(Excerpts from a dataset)
**********
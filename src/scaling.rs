//! Thread scaling probe.
//!
//! Runs a fixed busy loop on `n` threads at once (the caller plus `n - 1`
//! spawned workers). On an idle machine the wall time stays flat until `n`
//! exceeds the number of hardware threads, then grows linearly.

use crate::clock::ClockSample;
use crate::error::Result;
use crate::pool::run_workers_with_caller;
use crate::result::{ProbeKind, ProbeResult};
use crate::runner::ProbeRunner;
use std::hint::black_box;
use std::time::Duration;

/// Busy-loop iterations per thread used by the CLI.
pub const DEFAULT_WORK: u64 = 1 << 26;

/// Count to `iterations` without letting the compiler fold the loop.
pub fn busy_work(iterations: u64) -> u64 {
    let mut x = 0u64;
    for _ in 0..iterations {
        x = black_box(x.wrapping_add(1));
    }
    x
}

/// Wall time for `threads` threads to each finish `work` iterations.
pub fn scaling_experiment(threads: usize, work: u64) -> Result<Duration> {
    let start = ClockSample::now();
    run_workers_with_caller("scaling", threads, |_| {
        black_box(busy_work(work));
    })?;
    Ok(ClockSample::now().duration_since(start))
}

/// Measure every thread count in `1..=max_threads` and record one row each.
pub fn probe(runner: &mut ProbeRunner, max_threads: usize, work: u64) -> Result<Vec<ProbeResult>> {
    (1..=max_threads)
        .map(|n| {
            let elapsed = scaling_experiment(n, work)?;
            let result = ProbeResult::from_elapsed(format!("scaling[t={n}]"), ProbeKind::Scaling, elapsed)
                .with_work_units(work * n as u64)
                .with_tag("threads", n);
            Ok(runner.record(result).clone())
        })
        .collect()
}
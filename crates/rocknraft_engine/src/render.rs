//! Render contract: read-only board snapshots and the renderers that draw them.

use crate::board::Board;
use crate::cell::Cell;
use serde::{Deserialize, Serialize};
use std::fmt::Write;

/// Which rock numbers a snapshot exposes.
#[derive(Debug, Clone, Copy, PartialEq, Eq, Serialize, Deserialize)]
pub enum RenderMode {
    /// Every number visible. Shown once, when the board is dealt.
    RevealAll,
    /// Hidden rocks keep their numbers to themselves; found pairs show theirs.
    MaskRevealed,
}

/// One rock as a renderer sees it.
#[derive(Debug, Clone, Copy, PartialEq, Eq, Serialize, Deserialize)]
pub struct MarkerView {
    /// Number, when the mode allows it.
    pub id: Option<u32>,
    /// Whether the rock was matched.
    pub revealed: bool,
}

/// One grid position as a renderer sees it.
#[derive(Debug, Clone, PartialEq, Eq, Serialize, Deserialize)]
#[serde(tag = "kind", rename_all = "lowercase")]
pub enum CellView {
    /// Open water.
    Empty,
    /// A raft with its rocks in slot order.
    Occupied {
        /// Rocks in slot order.
        markers: Vec<MarkerView>,
    },
}

/// Everything a renderer needs to draw the board.
#[derive(Debug, Clone, PartialEq, Eq, Serialize, Deserialize)]
pub struct BoardSnapshot {
    /// Columns.
    pub width: usize,
    /// Rows.
    pub height: usize,
    /// Positions in row-major order.
    pub cells: Vec<CellView>,
}

impl Board {
    /// Takes a snapshot for rendering.
    pub fn snapshot(&self, mode: RenderMode) -> BoardSnapshot {
        let cells = self
            .cells()
            .iter()
            .map(|cell| match cell {
                Cell::Empty { .. } => CellView::Empty,
                Cell::Occupied(raft) => CellView::Occupied {
                    markers: raft
                        .markers()
                        .iter()
                        .map(|marker| {
                            let visible = match mode {
                                RenderMode::RevealAll => true,
                                RenderMode::MaskRevealed => marker.is_revealed(),
                            };
                            MarkerView {
                                id: visible.then_some(marker.id().0),
                                revealed: marker.is_revealed(),
                            }
                        })
                        .collect(),
                },
            })
            .collect();

        BoardSnapshot {
            width: self.width(),
            height: self.height(),
            cells,
        }
    }
}

/// Turns a snapshot into a presentable artifact (image, message, text).
pub trait Renderer {
    /// What the renderer produces. The engine never looks inside.
    type Artifact;
    /// Render failure.
    type Error: std::error::Error;

    /// Draws the snapshot.
    fn render(&self, snapshot: &BoardSnapshot) -> Result<Self::Artifact, Self::Error>;
}

/// Plain-text grid renderer for terminals and logs.
///
/// Rafts are labelled with their 1-based position. Hidden rocks show their
/// number when visible and `?` otherwise; found rocks are drawn as `.`.
#[derive(Debug, Clone, Copy, Default)]
pub struct TextRenderer;

impl TextRenderer {
    fn cell_label(position: usize, cell: &CellView) -> String {
        match cell {
            CellView::Empty => "~~ water ~~".to_string(),
            CellView::Occupied { markers } => {
                let rocks: Vec<String> = markers
                    .iter()
                    .map(|marker| match (marker.revealed, marker.id) {
                        (true, _) => ".".to_string(),
                        (false, Some(id)) => id.to_string(),
                        (false, None) => "?".to_string(),
                    })
                    .collect();
                format!("#{}: {}", position + 1, rocks.join(" "))
            }
        }
    }
}

impl Renderer for TextRenderer {
    type Artifact = String;
    type Error = std::fmt::Error;

    fn render(&self, snapshot: &BoardSnapshot) -> Result<String, std::fmt::Error> {
        let labels: Vec<String> = snapshot
            .cells
            .iter()
            .enumerate()
            .map(|(position, cell)| Self::cell_label(position, cell))
            .collect();
        let column = labels.iter().map(String::len).max().unwrap_or(0);

        let mut out = String::new();
        for (row, chunk) in labels.chunks(snapshot.width.max(1)).enumerate() {
            if row > 0 {
                writeln!(out)?;
            }
            let line: Vec<String> = chunk
                .iter()
                .map(|label| format!("{:<width$}", label, width = column))
                .collect();
            write!(out, "{}", line.join(" | ").trim_end())?;
        }
        Ok(out)
    }
}
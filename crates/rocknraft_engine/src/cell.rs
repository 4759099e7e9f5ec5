//! Grid cells: open water or a raft carrying rocks.

use crate::error::{BoardError, BoardResult};
use crate::marker::Marker;
use serde::{Deserialize, Serialize};

/// A raft: an occupied cell.
#[derive(Debug, Clone, PartialEq, Eq, Serialize, Deserialize)]
pub struct OccupiedCell {
    position: usize,
    markers: Vec<Marker>,
    relocated_this_turn: bool,
}

impl OccupiedCell {
    pub(crate) fn new(position: usize, markers: Vec<Marker>) -> Self {
        Self {
            position,
            markers,
            relocated_this_turn: false,
        }
    }

    /// Current grid position.
    pub fn position(&self) -> usize {
        self.position
    }

    /// All markers in slot order, revealed ones included.
    pub fn markers(&self) -> &[Marker] {
        &self.markers
    }

    /// Whether the last slide step moved this raft.
    pub fn relocated_this_turn(&self) -> bool {
        self.relocated_this_turn
    }

    /// Markers still hidden, in slot order. Selection slots index this list.
    pub fn unrevealed(&self) -> impl Iterator<Item = &Marker> {
        self.markers.iter().filter(|marker| !marker.is_revealed())
    }

    /// Number of markers still hidden.
    pub fn unrevealed_count(&self) -> usize {
        self.unrevealed().count()
    }

    /// Whether every marker on this raft has been matched.
    pub fn all_revealed(&self) -> bool {
        self.markers.iter().all(Marker::is_revealed)
    }

    /// The `slot`-th hidden marker.
    pub fn unrevealed_at(&self, slot: usize) -> BoardResult<&Marker> {
        self.unrevealed()
            .nth(slot)
            .ok_or(BoardError::MarkerIndexOutOfRange {
                position: self.position,
                slot,
            })
    }

    /// Reveals the `slot`-th hidden marker.
    pub(crate) fn reveal_unrevealed(&mut self, slot: usize) -> BoardResult<()> {
        let position = self.position;
        self.markers
            .iter_mut()
            .filter(|marker| !marker.is_revealed())
            .nth(slot)
            .map(Marker::reveal)
            .ok_or(BoardError::MarkerIndexOutOfRange { position, slot })
    }

    pub(crate) fn set_relocated(&mut self, relocated: bool) {
        self.relocated_this_turn = relocated;
    }
}

/// One grid position.
#[derive(Debug, Clone, PartialEq, Eq, Serialize, Deserialize)]
pub enum Cell {
    /// Open water.
    Empty {
        /// Current grid position.
        position: usize,
    },
    /// A raft with rocks.
    Occupied(OccupiedCell),
}

impl Cell {
    /// Current grid position.
    pub fn position(&self) -> usize {
        match self {
            Cell::Empty { position } => *position,
            Cell::Occupied(raft) => raft.position,
        }
    }

    pub(crate) fn set_position(&mut self, new_position: usize) {
        match self {
            Cell::Empty { position } => *position = new_position,
            Cell::Occupied(raft) => raft.position = new_position,
        }
    }

    /// Whether this is open water.
    pub fn is_empty(&self) -> bool {
        matches!(self, Cell::Empty { .. })
    }

    /// The raft at this position, if there is one.
    pub fn as_occupied(&self) -> Option<&OccupiedCell> {
        match self {
            Cell::Empty { .. } => None,
            Cell::Occupied(raft) => Some(raft),
        }
    }

    pub(crate) fn as_occupied_mut(&mut self) -> Option<&mut OccupiedCell> {
        match self {
            Cell::Empty { .. } => None,
            Cell::Occupied(raft) => Some(raft),
        }
    }

    /// All markers, in slot order.
    ///
    /// # Errors
    ///
    /// Returns [`BoardError::EmptyCellHasNoMarkers`] for open water.
    pub fn markers(&self) -> BoardResult<&[Marker]> {
        match self {
            Cell::Empty { position } => Err(BoardError::EmptyCellHasNoMarkers(*position)),
            Cell::Occupied(raft) => Ok(raft.markers()),
        }
    }

    /// The marker at raw `slot`.
    ///
    /// # Errors
    ///
    /// [`BoardError::EmptyCellHasNoMarkers`] for open water,
    /// [`BoardError::MarkerIndexOutOfRange`] past the last slot.
    pub fn marker(&self, slot: usize) -> BoardResult<&Marker> {
        self.markers()?
            .get(slot)
            .ok_or(BoardError::MarkerIndexOutOfRange {
                position: self.position(),
                slot,
            })
    }
}

impl std::fmt::Display for Cell {
    fn fmt(&self, f: &mut std::fmt::Formatter<'_>) -> std::fmt::Result {
        match self {
            Cell::Empty { position } => write!(f, "Empty({})", position),
            Cell::Occupied(raft) => {
                write!(f, "Raft({}: ", raft.position)?;
                for (i, marker) in raft.markers.iter().enumerate() {
                    if i > 0 {
                        f.write_str(" ")?;
                    }
                    write!(f, "{}", marker)?;
                }
                f.write_str(")")
            }
        }
    }
}
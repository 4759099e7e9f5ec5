//! Turn rules: who plays next and when the water moves.

use super::{Board, MatchOutcome, Selection, SlideMove};
use crate::error::{BoardError, BoardResult};
use crate::invariants::{BoardInvariants, InvariantSet};
use crate::marker::MarkerId;
use crate::player::UserId;
use serde::{Deserialize, Serialize};
use tracing::{debug, info, instrument};

/// What [`Board::advance_turn`] did.
#[derive(Debug, Clone, PartialEq, Eq, Serialize, Deserialize)]
pub enum TurnAdvance {
    /// No pick was pending; nothing changed.
    Idle,
    /// The pick was a pair: same player goes again, nothing slides.
    ExtraTurn,
    /// The pick missed: the water slid, and the turn passed unless the
    /// opponent is a surrogate.
    Slid {
        /// Swaps made by the slide step.
        slides: Vec<SlideMove>,
        /// Whether the other player now holds the turn.
        turn_passed: bool,
    },
}

/// Everything one played turn changed, for the caller to present.
#[derive(Debug, Clone, PartialEq, Eq, Serialize, Deserialize)]
pub struct TurnReport {
    /// Number on the first picked rock.
    pub first: MarkerId,
    /// Number on the second picked rock.
    pub second: MarkerId,
    /// Pair or miss.
    pub outcome: MatchOutcome,
    /// Slide and turn consequences.
    pub advance: TurnAdvance,
    /// Whether the last pair was just found.
    pub completed: bool,
    /// Name of the player holding the turn afterwards.
    pub next_player: String,
}

impl Board {
    /// Applies the consequences of the pending pick.
    ///
    /// A pair keeps the turn with the same player. A miss runs exactly one
    /// slide step and then passes the turn, except to a surrogate.
    #[instrument(skip(self), fields(session_key = %self.session_key))]
    pub fn advance_turn(&mut self) -> TurnAdvance {
        match self.pending.take() {
            None => TurnAdvance::Idle,
            Some(MatchOutcome::Matched) => {
                debug!(player = %self.current_player().display_name(), "Extra turn after pair");
                TurnAdvance::ExtraTurn
            }
            Some(MatchOutcome::NoMatch) => {
                let slides = self.slide_step();
                let turn_passed = self.pass_turn();
                TurnAdvance::Slid {
                    slides,
                    turn_passed,
                }
            }
        }
    }

    fn pass_turn(&mut self) -> bool {
        let current = self.turn_index();
        let other = 1 - current;
        if self.players[other].is_surrogate() {
            debug!("Opponent is a surrogate, turn stays");
            return false;
        }
        self.players[current].set_turn(false);
        self.players[other].set_turn(true);
        info!(player = %self.players[other].display_name(), "Turn switched");
        true
    }

    /// Plays one whole turn for `actor`: checks the turn owner, compares the
    /// picks and advances the turn, as one step.
    ///
    /// # Errors
    ///
    /// [`BoardError::NotAParticipant`], [`BoardError::NotYourTurn`], or any
    /// error of [`Board::peek_selection`]. On error the board is unchanged.
    #[instrument(skip(self), fields(session_key = %self.session_key, actor = %actor))]
    pub fn play_turn(&mut self, actor: &UserId, selection: Selection) -> BoardResult<TurnReport> {
        let seat = self
            .players
            .iter()
            .position(|player| player.is(actor))
            .ok_or_else(|| BoardError::NotAParticipant(actor.clone()))?;
        if !self.players[seat].has_turn() {
            return Err(BoardError::NotYourTurn(actor.clone()));
        }

        let (first, second, outcome) = self.resolve_match(&selection)?;
        let advance = self.advance_turn();
        let completed = self.is_complete();

        debug_assert!(
            BoardInvariants::check_all(self).is_ok(),
            "board invariants broken after turn: {:?}",
            BoardInvariants::check_all(self)
        );

        if completed {
            info!(player = %self.players[seat].display_name(), "All pairs found");
        }

        Ok(TurnReport {
            first,
            second,
            outcome,
            advance,
            completed,
            next_player: self.current_player().display_name().to_string(),
        })
    }
}
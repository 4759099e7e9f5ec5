//! Turn exclusivity: exactly one seat holds the turn, never a surrogate.

use super::Invariant;
use crate::Board;

/// Invariant: exactly one player has the turn, and it is not a surrogate.
pub struct TurnExclusivityInvariant;

impl Invariant<Board> for TurnExclusivityInvariant {
    fn holds(board: &Board) -> bool {
        let holders: Vec<_> = board.players().iter().filter(|p| p.has_turn()).collect();
        holders.len() == 1 && !holders[0].is_surrogate()
    }

    fn description() -> &'static str {
        "Exactly one non-surrogate player holds the turn"
    }
}
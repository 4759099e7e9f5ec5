//! Pairing invariant: every rock number sits on exactly two rocks.

use super::Invariant;
use crate::{Board, Cell, MarkerId};
use std::collections::HashMap;

/// Invariant: across all rafts each marker id appears exactly twice, and
/// never twice on the same raft.
pub struct PairingInvariant;

impl Invariant<Board> for PairingInvariant {
    fn holds(board: &Board) -> bool {
        let mut counts: HashMap<MarkerId, usize> = HashMap::new();

        for raft in board.cells().iter().filter_map(Cell::as_occupied) {
            let markers = raft.markers();
            for (i, marker) in markers.iter().enumerate() {
                if markers[..i].iter().any(|other| other.id() == marker.id()) {
                    return false;
                }
                *counts.entry(marker.id()).or_default() += 1;
            }
        }

        counts.values().all(|&count| count == 2)
    }

    fn description() -> &'static str {
        "Every marker id appears on exactly two rafts"
    }
}
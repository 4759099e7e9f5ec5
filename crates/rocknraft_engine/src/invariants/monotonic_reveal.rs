//! Reveal monotonicity: a found pair stays found.

use crate::{Board, Cell, MarkerId};
use std::collections::BTreeSet;

/// Transition property: every marker id revealed in `before` is still
/// revealed in `after`.
///
/// Unlike the state invariants this compares two boards, so it is checked
/// around an operation rather than on a single state.
pub struct MonotonicReveal;

impl MonotonicReveal {
    fn revealed_ids(board: &Board) -> BTreeSet<MarkerId> {
        board
            .cells()
            .iter()
            .filter_map(Cell::as_occupied)
            .flat_map(|raft| raft.markers())
            .filter(|marker| marker.is_revealed())
            .map(|marker| marker.id())
            .collect()
    }

    /// Whether no reveal was undone between the two states.
    pub fn holds_between(before: &Board, after: &Board) -> bool {
        Self::revealed_ids(before).is_subset(&Self::revealed_ids(after))
    }

    /// Human-readable description of the property.
    pub fn description() -> &'static str {
        "Revealed markers are never hidden again"
    }
}
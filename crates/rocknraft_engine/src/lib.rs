//! Rock'n'Raft engine - pure board logic for the raft memory game.
//!
//! A board is a grid of rafts. Each raft carries a fixed number of rocks,
//! every rock number appears on exactly two rocks, and one or more grid
//! positions are open water. Players pick two hidden rocks per turn; a pair
//! stays revealed and grants another pick, a miss makes the open water drift
//! into a neighbouring raft and passes the turn.
//!
//! # Architecture
//!
//! - **Types**: [`Marker`], [`Cell`], [`Player`] are plain data, mutated only
//!   through [`Board`]
//! - **Board**: dealing, the slide step, matching and turn rules
//! - **Invariants**: first-class board properties checked after every turn
//! - **Render**: the read-only [`BoardSnapshot`] handed to renderers
//!
//! # Example
//!
//! ```
//! use rocknraft_engine::{Board, BoardConfig, Difficulty, Player, UserRef};
//!
//! # fn example() -> Result<(), rocknraft_engine::BoardError> {
//! let config = BoardConfig::new(Difficulty::Medium).with_seed(7);
//! let players = [
//!     Player::human(UserRef::new("42", "alice")),
//!     Player::surrogate(),
//! ];
//! let board = Board::new("msg-1".to_string(), config, players)?;
//! assert_eq!(board.cells().len(), 9);
//! # Ok(())
//! # }
//! ```

#![warn(missing_docs)]
#![forbid(unsafe_code)]

mod board;
mod cell;
mod config;
mod error;
mod marker;
mod player;
mod render;

pub mod invariants;

pub use board::{Board, MatchOutcome, Selection, SlideMove, TurnAdvance, TurnReport};
pub use cell::{Cell, OccupiedCell};
pub use config::{BoardConfig, Difficulty};
pub use error::{BoardError, BoardResult};
pub use invariants::{BoardInvariants, Invariant, InvariantSet, InvariantViolation};
pub use marker::{Marker, MarkerId};
pub use player::{Player, UserId, UserRef};
pub use render::{BoardSnapshot, CellView, MarkerView, RenderMode, Renderer, TextRenderer};

/// Opaque, externally assigned key for a game session.
pub type SessionKey = String;
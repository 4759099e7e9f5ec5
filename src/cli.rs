//! Command-line interface for rocknraft.

use clap::{Parser, Subcommand};
use rocknraft_engine::Difficulty;
use std::path::PathBuf;

/// Rock'n'Raft - memory pairs on sliding rafts
#[derive(Parser, Debug)]
#[command(name = "rocknraft")]
#[command(about = "Find the matching rocks before the rafts drift away", long_about = None)]
#[command(version)]
pub struct Cli {
    /// Settings file (TOML). Falls back to ROCKNRAFT_CONFIG, then defaults.
    #[arg(short, long, global = true)]
    pub config: Option<PathBuf>,

    /// Subcommand to run
    #[command(subcommand)]
    pub command: Command,
}

/// Available commands
#[derive(Subcommand, Debug)]
pub enum Command {
    /// Play against the surrogate in the terminal
    Play {
        /// Rocks per raft: easy, medium or hard
        #[arg(short, long)]
        difficulty: Option<Difficulty>,

        /// Seed for a reproducible deal
        #[arg(long)]
        seed: Option<u64>,

        /// Skip the memorise pause after the deal
        #[arg(long)]
        no_wait: bool,
    },

    /// Run headless games between random players
    Simulate {
        /// Number of boards played at once
        #[arg(short, long, default_value = "4")]
        games: usize,

        /// Base seed; each board adds its index
        #[arg(long)]
        seed: Option<u64>,

        /// Print the game summaries as JSON
        #[arg(long)]
        json: bool,
    },
}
**********
## Try it
Nothing but the exact lines of the data above, from the line containing "pub type SessionKey = String;" through the last, should appear in the answer.

## Solution to this problem
pub type SessionKey = String;
repository 4759099e7e9f5ec5
filename src/cli.rs
//! Command-line interface for rocknraft.

use clap::{Parser, Subcommand};
use rocknraft_engine::Difficulty;
use std::path::PathBuf;

/// Rock'n'Raft - memory pairs on sliding rafts
#[derive(Parser, Debug)]
#[command(name = "rocknraft")]
#[command(about = "Find the matching rocks before the rafts drift away", long_about = None)]
#[command(version)]
pub struct Cli {
    /// Settings file (TOML). Falls back to ROCKNRAFT_CONFIG, then defaults.
    #[arg(short, long, global = true)]
    pub config: Option<PathBuf>,

    /// Subcommand to run
    #[command(subcommand)]
    pub command: Command,
}

/// Available commands
#[derive(Subcommand, Debug)]
pub enum Command {
    /// Play against the surrogate in the terminal
    Play {
        /// Rocks per raft: easy, medium or hard
        #[arg(short, long)]
        difficulty: Option<Difficulty>,

        /// Seed for a reproducible deal
        #[arg(long)]
        seed: Option<u64>,

        /// Skip the memorise pause after the deal
        #[arg(long)]
        no_wait: bool,
    },

    /// Run headless games between random players
    Simulate {
        /// Number of boards played at once
        #[arg(short, long, default_value = "4")]
        games: usize,

        /// Base seed; each board adds its index
        #[arg(long)]
        seed: Option<u64>,

        /// Print the game summaries as JSON
        #[arg(long)]
        json: bool,
    },
}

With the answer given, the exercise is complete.